Key Responsibilities:
· Automate Infrastructure & Operations:
o Develop and implement automation strategies to manage large-scale infrastructure (e.g., provisioning, configuration management, patch management).
o Build and maintain Infrastructure-as-Code (IaC) solutions.
· AI-Driven Monitoring & Incident Response:
o Integrate AI and machine learning models into monitoring systems to predict potential failures and optimize response times.
o Use AI tools and techniques to improve anomaly detection, system health predictions, and proactive incident resolution.
· CI/CD Pipeline Management:
o Automate the CI/CD processes using tools such as Jenkins, Bitbucket Pipelines, GitLab CI, or similar.
o Incorporate AI/ML into CI/CD workflows for optimizing build/test times and enhancing code quality predictions.
o Collaborate with the development team to enhance and optimize deployment pipelines.
· AI-Powered Optimization:
o Utilize AI to perform predictive scaling, system optimization, and capacity planning.
o Implement self-healing capabilities through AI-based predictive analysis and automation tools.
· Monitoring & Alerting Automation:
o Automate monitoring and alerting solutions to detect anomalies, failures, and capacity issues early.
o Implement observability tools like Prometheus, Grafana, and Dynatrace for efficient system monitoring.
· Reliability & Scalability:
o Design and build self-healing, scalable systems that reduce manual intervention.
o Perform capacity planning and optimize system performance through automation.
· Incident Management & Response:
o Build automated runbooks and workflows to address incidents quickly.
o Set up automated playbooks for incident detection, troubleshooting, and remediation.

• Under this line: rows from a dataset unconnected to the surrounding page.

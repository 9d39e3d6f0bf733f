//! Declaration body members.

use std::fmt;

use crate::{Location, MethodArm, Name, TypeExpr, TypeName};

/// Which receiver a method is defined on.
#[derive(Copy, Clone, Eq, PartialEq, Hash, Debug)]
#[cfg_attr(feature = "cache", derive(serde::Serialize, serde::Deserialize))]
pub enum MethodKind {
    /// `def foo`
    Instance,
    /// `def self.foo`
    Singleton,
    /// `def self?.foo`: a module function, public on the singleton and
    /// private on instances.
    SingletonInstance,
}

impl MethodKind {
    #[inline]
    pub fn on_instance(self) -> bool {
        matches!(self, MethodKind::Instance | MethodKind::SingletonInstance)
    }

    #[inline]
    pub fn on_singleton(self) -> bool {
        matches!(self, MethodKind::Singleton | MethodKind::SingletonInstance)
    }

    pub fn as_str(self) -> &'static str {
        match self {
            MethodKind::Instance => "instance",
            MethodKind::Singleton => "singleton",
            MethodKind::SingletonInstance => "module function",
        }
    }
}

impl fmt::Display for MethodKind {
    fn fmt(&self, f: &mut fmt::Formatter<'_>) -> fmt::Result {
        f.write_str(self.as_str())
    }
}

#[derive(Copy, Clone, Eq, PartialEq, Hash, Debug, Default)]
#[cfg_attr(feature = "cache", derive(serde::Serialize, serde::Deserialize))]
pub enum Visibility {
    #[default]
    Public,
    Private,
}

/// `def name: arm | arm | ...`
#[derive(Clone, Eq, PartialEq, Hash, Debug)]
#[cfg_attr(feature = "cache", derive(serde::Serialize, serde::Deserialize))]
pub struct MethodDefinition {
    pub name: Name,
    pub kind: MethodKind,
    pub visibility: Visibility,
    /// Overload arms in declaration order.
    pub arms: Vec<MethodArm>,
    /// `def name: arm | ...`: extend the next definition instead of replacing it.
    pub overloading: bool,
    pub location: Location,
}

#[derive(Copy, Clone, Eq, PartialEq, Hash, Debug)]
#[cfg_attr(feature = "cache", derive(serde::Serialize, serde::Deserialize))]
pub enum AttributeKind {
    Reader,
    Writer,
    Accessor,
}

impl AttributeKind {
    #[inline]
    pub fn has_reader(self) -> bool {
        matches!(self, AttributeKind::Reader | AttributeKind::Accessor)
    }

    #[inline]
    pub fn has_writer(self) -> bool {
        matches!(self, AttributeKind::Writer | AttributeKind::Accessor)
    }
}

/// Backing instance variable of an attribute.
#[derive(Copy, Clone, Eq, PartialEq, Hash, Debug, Default)]
#[cfg_attr(feature = "cache", derive(serde::Serialize, serde::Deserialize))]
pub enum IvarName {
    /// `@name`
    #[default]
    Default,
    /// `attr_reader name (@other): T`
    Named(Name),
    /// `attr_reader name (): T`
    None,
}

/// `attr_reader` / `attr_writer` / `attr_accessor`.
#[derive(Clone, Eq, PartialEq, Hash, Debug)]
#[cfg_attr(feature = "cache", derive(serde::Serialize, serde::Deserialize))]
pub struct AttributeAccessor {
    pub name: Name,
    pub kind: AttributeKind,
    pub ty: TypeExpr,
    pub singleton: bool,
    pub visibility: Visibility,
    pub ivar: IvarName,
    pub location: Location,
}

impl AttributeAccessor {
    /// Method kind of the synthesized reader and writer.
    pub fn method_kind(&self) -> MethodKind {
        if self.singleton {
            MethodKind::Singleton
        } else {
            MethodKind::Instance
        }
    }
}

#[derive(Copy, Clone, Eq, PartialEq, Hash, Debug)]
#[cfg_attr(feature = "cache", derive(serde::Serialize, serde::Deserialize))]
pub enum MixinKind {
    Include,
    Extend,
    Prepend,
}

impl MixinKind {
    pub fn as_str(self) -> &'static str {
        match self {
            MixinKind::Include => "include",
            MixinKind::Extend => "extend",
            MixinKind::Prepend => "prepend",
        }
    }
}

impl fmt::Display for MixinKind {
    fn fmt(&self, f: &mut fmt::Formatter<'_>) -> fmt::Result {
        f.write_str(self.as_str())
    }
}

/// Target of an `include`, `extend` or `prepend`.
#[derive(Clone, Eq, PartialEq, Hash, Debug)]
#[cfg_attr(feature = "cache", derive(serde::Serialize, serde::Deserialize))]
pub struct Mixin {
    pub name: TypeName,
    pub args: Vec<TypeExpr>,
    pub location: Location,
}

/// `alias new_name old_name`
#[derive(Clone, Eq, PartialEq, Hash, Debug)]
#[cfg_attr(feature = "cache", derive(serde::Serialize, serde::Deserialize))]
pub struct Alias {
    pub new_name: Name,
    pub old_name: Name,
    pub kind: MethodKind,
    pub location: Location,
}

/// `@name: T` or `self.@name: T`.
#[derive(Clone, Eq, PartialEq, Hash, Debug)]
#[cfg_attr(feature = "cache", derive(serde::Serialize, serde::Deserialize))]
pub struct InstanceVariable {
    pub name: Name,
    pub ty: TypeExpr,
    /// Class-instance variable (lives on the singleton).
    pub singleton: bool,
    pub location: Location,
}

/// A declaration body member.
#[derive(Clone, Eq, PartialEq, Hash, Debug)]
#[cfg_attr(feature = "cache", derive(serde::Serialize, serde::Deserialize))]
pub enum Member {
    Method(MethodDefinition),
    Attribute(AttributeAccessor),
    Include(Mixin),
    Extend(Mixin),
    Prepend(Mixin),
    Alias(Alias),
    InstanceVariable(InstanceVariable),
}

impl Member {
    pub fn location(&self) -> Location {
        match self {
            Member::Method(m) => m.location,
            Member::Attribute(a) => a.location,
            Member::Include(m) | Member::Extend(m) | Member::Prepend(m) => m.location,
            Member::Alias(a) => a.location,
            Member::InstanceVariable(v) => v.location,
        }
    }

    /// The mixin directive this member is, if any.
    pub fn as_mixin(&self) -> Option<(MixinKind, &Mixin)> {
        match self {
            Member::Include(m) => Some((MixinKind::Include, m)),
            Member::Extend(m) => Some((MixinKind::Extend, m)),
            Member::Prepend(m) => Some((MixinKind::Prepend, m)),
            _ => None,
        }
    }
}
//! Method table building.
//!
//! Folds a resolved ancestor list into one table of methods and instance
//! variables. Each distinct ancestor becomes a *layer*: the members of its
//! body that live on the ancestor's side, with the body's type parameters
//! replaced by the arguments the ancestor was applied with.
//!
//! Layers are visited in precedence order. The first layer defining a name
//! wins; every later definition of the name is kept as a shadowed
//! [`SuperMethod`].
//!
//! # Checks
//!
//! While collecting layers, each body is checked for:
//! - mixin directives whose target has the wrong kind
//! - two non-overloading definitions of one name
//! - one name provided by two interface mixins, taken from different
//!   declaring interfaces, and not defined by the body itself

use std::collections::btree_map::Entry;
use std::collections::BTreeMap;

use rustc_hash::{FxHashMap, FxHashSet};

use rsig_ir::{
    Alias, AttributeAccessor, DeclarationKind, FunctionType, IvarName, Location, Member,
    MethodArm, MethodDefinition, MethodKind, Mixin, MixinKind, Name, StringInterner, TypeName,
    Visibility,
};

use crate::ancestors::{Ancestor, AncestorEntry, AncestorResolver, Ancestors};
use crate::definition::{DefinedArm, DefinedIvar, DefinedMethod, DefinitionKind, SuperMethod};
use crate::env::{DeclarationEntry, Environment};
use crate::error::{AliasSite, DefinitionError, MixinSite, OverloadReason};
use crate::subst::Subst;

/// Methods and instance variables of one definition.
#[derive(Debug, Default)]
pub(crate) struct MethodTable {
    pub methods: BTreeMap<Name, DefinedMethod>,
    pub instance_variables: BTreeMap<Name, DefinedIvar>,
}

/// Build the table for `ancestors`.
pub(crate) fn build_table(
    env: &Environment,
    resolver: &AncestorResolver<'_>,
    ancestors: &Ancestors,
) -> Result<MethodTable, DefinitionError> {
    let interner = env.interner();
    let mut seen = FxHashSet::default();
    let mut layers = Vec::new();

    for entry in ancestors.iter() {
        if !seen.insert(&entry.ancestor) {
            continue;
        }
        if misplaced_mixin(env, entry) {
            // Reported by the body holding the directive.
            continue;
        }
        let layer = Layer::collect(env, entry)?;
        layer.check_mixins(env)?;
        layer.check_duplicates()?;
        layer.check_interface_mixins(env, resolver)?;
        tracing::trace!(
            ancestor = %entry.ancestor.describe(interner),
            names = layer.order.len(),
            "folded ancestor"
        );
        layers.push(layer);
    }

    let method_kind = match ancestors.kind {
        DefinitionKind::Singleton => MethodKind::Singleton,
        DefinitionKind::Instance | DefinitionKind::Interface => MethodKind::Instance,
    };

    let mut table = MethodTable::default();
    let mut lookup = Lookup {
        layers: &layers,
        memo: FxHashMap::default(),
    };

    for (i, layer) in layers.iter().enumerate() {
        for &name in &layer.order {
            let Some(resolved) = lookup.resolve(i, name, &mut Vec::new())? else {
                continue;
            };
            match table.methods.entry(name) {
                Entry::Vacant(slot) => {
                    slot.insert(DefinedMethod {
                        name,
                        kind: method_kind,
                        visibility: resolved.visibility,
                        arms: resolved.arms,
                        defined_in: resolved.defined_in,
                        alias_of: resolved.alias_of,
                        location: resolved.location,
                        shadowed: Vec::new(),
                    });
                }
                Entry::Occupied(mut slot) => slot.get_mut().shadowed.push(SuperMethod {
                    defined_in: resolved.defined_in,
                    visibility: resolved.visibility,
                    arms: resolved.arms,
                    location: resolved.location,
                }),
            }
        }
        layer.collect_ivars(&mut table.instance_variables);
    }

    Ok(table)
}

/// A class or type alias reached through a mixin directive. Such an entry
/// contributes nothing; the directive itself is rejected by
/// [`Layer::check_mixins`].
fn misplaced_mixin(env: &Environment, entry: &AncestorEntry) -> bool {
    entry.origin.is_mixin()
        && env
            .lookup(entry.ancestor.name())
            .is_some_and(|decl| !(decl.is_module() || decl.is_interface()))
}

/// A member that defines a method name on a layer's side.
#[derive(Copy, Clone)]
enum OwnDef<'e> {
    Method {
        def: &'e MethodDefinition,
        visibility: Visibility,
    },
    Reader(&'e AttributeAccessor),
    Writer(&'e AttributeAccessor),
    Alias(&'e Alias),
}

impl OwnDef<'_> {
    fn location(&self) -> Location {
        match self {
            OwnDef::Method { def, .. } => def.location,
            OwnDef::Reader(attr) | OwnDef::Writer(attr) => attr.location,
            OwnDef::Alias(alias) => alias.location,
        }
    }

    fn is_overloading(&self) -> bool {
        matches!(self, OwnDef::Method { def, .. } if def.overloading)
    }
}

struct Layer<'e> {
    decl: &'e DeclarationEntry,
    interner: &'e StringInterner,
    side: DefinitionKind,
    subst: Subst,
    defs: FxHashMap<Name, Vec<OwnDef<'e>>>,
    /// Defined names, in order of first definition.
    order: Vec<Name>,
}
//! Type declarations.
//!
//! One `Declaration` is one syntactic `class`/`module`/`interface`/`type`
//! body. A type may be declared piecewise; merging the pieces is the
//! environment's job, not this module's.

use std::fmt;

use crate::{Location, Member, Name, TypeExpr, TypeName};

/// Declared variance of a type parameter.
#[derive(Copy, Clone, Eq, PartialEq, Hash, Debug, Default)]
#[cfg_attr(feature = "cache", derive(serde::Serialize, serde::Deserialize))]
pub enum Variance {
    #[default]
    Invariant,
    /// `out T`: may only appear in output positions.
    Covariant,
    /// `in T`: may only appear in input positions.
    Contravariant,
}

impl Variance {
    /// The opposite polarity. Invariant stays invariant.
    #[must_use]
    pub fn flip(self) -> Variance {
        match self {
            Variance::Invariant => Variance::Invariant,
            Variance::Covariant => Variance::Contravariant,
            Variance::Contravariant => Variance::Covariant,
        }
    }

    /// Polarity of a position nested under a parameter of this variance.
    ///
    /// `self` is the outer position, `param` the variance of the type
    /// parameter the inner position is an argument for.
    #[must_use]
    pub fn compose(self, param: Variance) -> Variance {
        match param {
            Variance::Invariant => Variance::Invariant,
            Variance::Covariant => self,
            Variance::Contravariant => self.flip(),
        }
    }

    pub fn as_str(self) -> &'static str {
        match self {
            Variance::Invariant => "invariant",
            Variance::Covariant => "covariant",
            Variance::Contravariant => "contravariant",
        }
    }
}

impl fmt::Display for Variance {
    fn fmt(&self, f: &mut fmt::Formatter<'_>) -> fmt::Result {
        f.write_str(self.as_str())
    }
}

/// A generic type parameter.
#[derive(Clone, Eq, PartialEq, Hash, Debug)]
#[cfg_attr(feature = "cache", derive(serde::Serialize, serde::Deserialize))]
pub struct TypeParam {
    pub name: Name,
    pub variance: Variance,
    /// Skip variance enforcement for this parameter.
    pub unchecked: bool,
    pub upper_bound: Option<TypeExpr>,
    pub location: Location,
}

impl TypeParam {
    pub fn new(name: Name, variance: Variance, location: Location) -> Self {
        TypeParam {
            name,
            variance,
            unchecked: false,
            upper_bound: None,
            location,
        }
    }

    #[must_use]
    pub fn unchecked(mut self) -> Self {
        self.unchecked = true;
        self
    }
}

/// `< Super[Args]` on a class.
#[derive(Clone, Eq, PartialEq, Hash, Debug)]
#[cfg_attr(feature = "cache", derive(serde::Serialize, serde::Deserialize))]
pub struct SuperClass {
    pub name: TypeName,
    pub args: Vec<TypeExpr>,
    pub location: Location,
}

/// `module M : Constraint[Args]`: a type every includer must conform to.
#[derive(Clone, Eq, PartialEq, Hash, Debug)]
#[cfg_attr(feature = "cache", derive(serde::Serialize, serde::Deserialize))]
pub struct ModuleSelfType {
    pub name: TypeName,
    pub args: Vec<TypeExpr>,
    pub location: Location,
}

#[derive(Clone, Eq, PartialEq, Hash, Debug)]
#[cfg_attr(feature = "cache", derive(serde::Serialize, serde::Deserialize))]
pub struct ClassDecl {
    pub name: TypeName,
    pub type_params: Vec<TypeParam>,
    pub super_class: Option<SuperClass>,
    pub members: Vec<Member>,
    pub location: Location,
}

#[derive(Clone, Eq, PartialEq, Hash, Debug)]
#[cfg_attr(feature = "cache", derive(serde::Serialize, serde::Deserialize))]
pub struct ModuleDecl {
    pub name: TypeName,
    pub type_params: Vec<TypeParam>,
    pub self_types: Vec<ModuleSelfType>,
    pub members: Vec<Member>,
    pub location: Location,
}

#[derive(Clone, Eq, PartialEq, Hash, Debug)]
#[cfg_attr(feature = "cache", derive(serde::Serialize, serde::Deserialize))]
pub struct InterfaceDecl {
    pub name: TypeName,
    pub type_params: Vec<TypeParam>,
    pub members: Vec<Member>,
    pub location: Location,
}

/// `type name[T] = ...`
#[derive(Clone, Eq, PartialEq, Hash, Debug)]
#[cfg_attr(feature = "cache", derive(serde::Serialize, serde::Deserialize))]
pub struct TypeAliasDecl {
    pub name: TypeName,
    pub type_params: Vec<TypeParam>,
    pub ty: TypeExpr,
    pub location: Location,
}

/// Which sort of declaration a name refers to.
#[derive(Copy, Clone, Eq, PartialEq, Hash, Debug)]
#[cfg_attr(feature = "cache", derive(serde::Serialize, serde::Deserialize))]
pub enum DeclarationKind {
    Class,
    Module,
    Interface,
    TypeAlias,
}

impl DeclarationKind {
    pub fn as_str(self) -> &'static str {
        match self {
            DeclarationKind::Class => "class",
            DeclarationKind::Module => "module",
            DeclarationKind::Interface => "interface",
            DeclarationKind::TypeAlias => "type alias",
        }
    }
}

impl fmt::Display for DeclarationKind {
    fn fmt(&self, f: &mut fmt::Formatter<'_>) -> fmt::Result {
        f.write_str(self.as_str())
    }
}

/// A top-level declaration.
#[derive(Clone, Eq, PartialEq, Hash, Debug)]
#[cfg_attr(feature = "cache", derive(serde::Serialize, serde::Deserialize))]
pub enum Declaration {
    Class(ClassDecl),
    Module(ModuleDecl),
    Interface(InterfaceDecl),
    TypeAlias(TypeAliasDecl),
}

impl Declaration {
    pub fn name(&self) -> &TypeName {
        match self {
            Declaration::Class(d) => &d.name,
            Declaration::Module(d) => &d.name,
            Declaration::Interface(d) => &d.name,
            Declaration::TypeAlias(d) => &d.name,
        }
    }

    pub fn kind(&self) -> DeclarationKind {
        match self {
            Declaration::Class(_) => DeclarationKind::Class,
            Declaration::Module(_) => DeclarationKind::Module,
            Declaration::Interface(_) => DeclarationKind::Interface,
            Declaration::TypeAlias(_) => DeclarationKind::TypeAlias,
        }
    }

    pub fn type_params(&self) -> &[TypeParam] {
        match self {
            Declaration::Class(d) => &d.type_params,
            Declaration::Module(d) => &d.type_params,
            Declaration::Interface(d) => &d.type_params,
            Declaration::TypeAlias(d) => &d.type_params,
        }
    }

    /// Body members; type aliases have none.
    pub fn members(&self) -> &[Member] {
        match self {
            Declaration::Class(d) => &d.members,
            Declaration::Module(d) => &d.members,
            Declaration::Interface(d) => &d.members,
            Declaration::TypeAlias(_) => &[],
        }
    }

    pub fn location(&self) -> Location {
        match self {
            Declaration::Class(d) => d.location,
            Declaration::Module(d) => d.location,
            Declaration::Interface(d) => d.location,
            Declaration::TypeAlias(d) => d.location,
        }
    }
}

· Security & Compliance Automation:
o Implement automated security checks and audits within the CI/CD pipeline.
o Automate compliance reports, vulnerability scans, and patches.
Required Skills & Qualifications:
· Technical Expertise:
o Hands-on experience with on-premise machines and cloud platforms like PCF, AWS, Azure.
o Proficiency in programming languages such as Java, Python, Bash for scripting automation tasks.
o Strong knowledge of CI/CD tools (e.g., Jenkins, Bitbucket, GitLab, etc.) and version control systems.
o Ability to integrate machine learning models into infrastructure for automation and predictive monitoring.
· Infrastructure Automation:
o Expertise in containerization and orchestration tools (e.g., Docker, Kubernetes).
· Monitoring & Observability:
o Familiarity with monitoring tools like Prometheus, Grafana, Dynatrace, Splunk and alerting frameworks.
· Reliability Engineering:
o Experience with building and automating scalable, reliable, and self-healing systems.
o Strong troubleshooting skills.
· F5 Knowledge: (Good to have and not a mandatory requirement)
o Understanding with F5 BIG-IP, including LTM (Local Traffic Manager), GTM (Global Traffic Manager), and iRules scripting.
o Understanding of load balancing strategies, SSL termination, and traffic management for high availability systems.
· Collaboration & Communication:
o Excellent communication and collaboration skills to work cross-functionally with development, operations, and QA teams.
Preferred Qualifications:
· Familiarity with Agile and DevOps practices.
· Experience with automation in large-scale distributed systems.
· Experience working with both microservices and monolith architecture.
· Familiar with AI/ML-driven infrastructure optimization
Soft Skills:
· Problem-solving mindset and analytical thinking.
· Ability to thrive in a fast-paced and high-pressure environment.
- · Team player with excellent collaboration skills.